Daniel's tufted-tailed rat
- Conservation status: Least Concern (IUCN 3.1)

Scientific classification
- Kingdom: Animalia
- Phylum: Chordata
- Class: Mammalia
- Order: Rodentia
- Family: Nesomyidae
- Genus: Eliurus
- Species: E. danieli
- Binomial name: Eliurus danieli Carleton & Goodman, 2007

= Daniel's tufted-tailed rat =

- Genus: Eliurus
- Species: danieli
- Authority: Carleton & Goodman, 2007
- Conservation status: LC

Species of rodent

Daniel's tufted-tailed rat (Eliurus danieli) is a species of rodent in the family Nesomyidae. It was discovered in 2003 in the Parc National de l'Isalo in south-central Madagascar. It is named for Daniel Rakotondravony, professor of animal biology at the University of Antananarivo, Madagascar.

Daniel's tufted-tailed rat first became known in 1995, when a specimen was found to belong to the majori-penicillatus complex.

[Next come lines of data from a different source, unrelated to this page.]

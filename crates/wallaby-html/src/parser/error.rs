//! Typed tree-builder parse errors.
//!
//! [§ 13.2.2 Parse errors](https://html.spec.whatwg.org/multipage/parsing.html#parse-errors)
//!
//! Tree-builder errors carry the offending tag name where one applies.
//! They are observational: the tree is always a best-effort reconstruction
//! and parsing continues.

use strum_macros::Display;

/// The closed set of tree-construction error conditions.
#[derive(Debug, Clone, Copy, PartialEq, Eq, Display)]
pub enum TreeBuilderErrorKind {
    /// A DOCTYPE token anywhere but the "initial" insertion mode (or in
    /// foreign content).
    UnexpectedDoctype,
    /// A doctype other than plain `<!DOCTYPE html>`.
    UnknownDoctype,
    /// Content before any doctype; the document is committed to quirks
    /// mode.
    ExpectedDoctype,
    /// A start tag this insertion mode ignores or rewrites.
    UnexpectedStartTag,
    /// An end tag this insertion mode ignores or rewrites.
    UnexpectedEndTag,
    /// An end tag closed an element whose subtree was still open.
    EndTagTooEarly,
    /// A character token in a mode with nowhere to put it.
    UnexpectedCharacter,
    /// A U+0000 in content; the character is dropped.
    NullCharacter,
    /// End of input with open constructs.
    UnexpectedEof,
    /// Mis-nested formatting elements rewritten by the adoption agency
    /// algorithm.
    AdoptionAgencyMisnesting,
    /// Character data relocated out of a table by foster parenting.
    FosterParentingCharacter,
    /// An HTML-only tag inside SVG or MathML content.
    HtmlElementInForeignContent,
    /// An `</html>` in fragment-context parsing.
    EndTagInFragmentContext,
    /// End of input inside an unclosed `<template>`.
    UnclosedTemplate,
    /// A second `<body>` start tag.
    DuplicateBody,
    /// A second `<head>` start tag.
    DuplicateHead,
    /// A trailing solidus on a non-void HTML start tag.
    SelfClosingNonVoid,
}

/// A tree-builder parse error, optionally naming the tag that caused it.
#[derive(Debug, Clone, PartialEq, Eq)]
pub struct TreeBuilderError {
    /// What went wrong.
    pub kind: TreeBuilderErrorKind,
    /// The tag name involved, when one applies.
    pub tag: Option<String>,
}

Molecular data suggested that Major's tufted-tailed rat (Eliurus majori) was a close relative; study of two more animals found in 2002 indicated that the two are different species.

==Description==
The head-and-body length of Daniel's tufted-tailed rat is about 150 mm and the tail is a further 185 mm. The fine soft hairs on the dorsal (upper) surface of the body are about 10 mm long, and are grey, tipped with buff. The guard hairs are dark brown to black and slightly longer than the cover hairs. The general dorsal colour of the animal is a brownish grey, with a plain grey face, forehead and limbs. There is a sharp line separating the upper parts from the underparts. and the latter are buffish white. The feet are white and there is a tuft of white hairs at the base of each claw. The basal third of the tail is semi-naked, the central third is scantily clad with short black hairs, and the distal third has a tuft of bright white hairs which are up to 15 mm in length.

A male specimen found in December 2002 was found to have scrotal testes with convoluted epididymis. This species has a notably rounded braincase, certainly in comparison with the Tsingy tufted-tailed rat (Eliurus antsingy).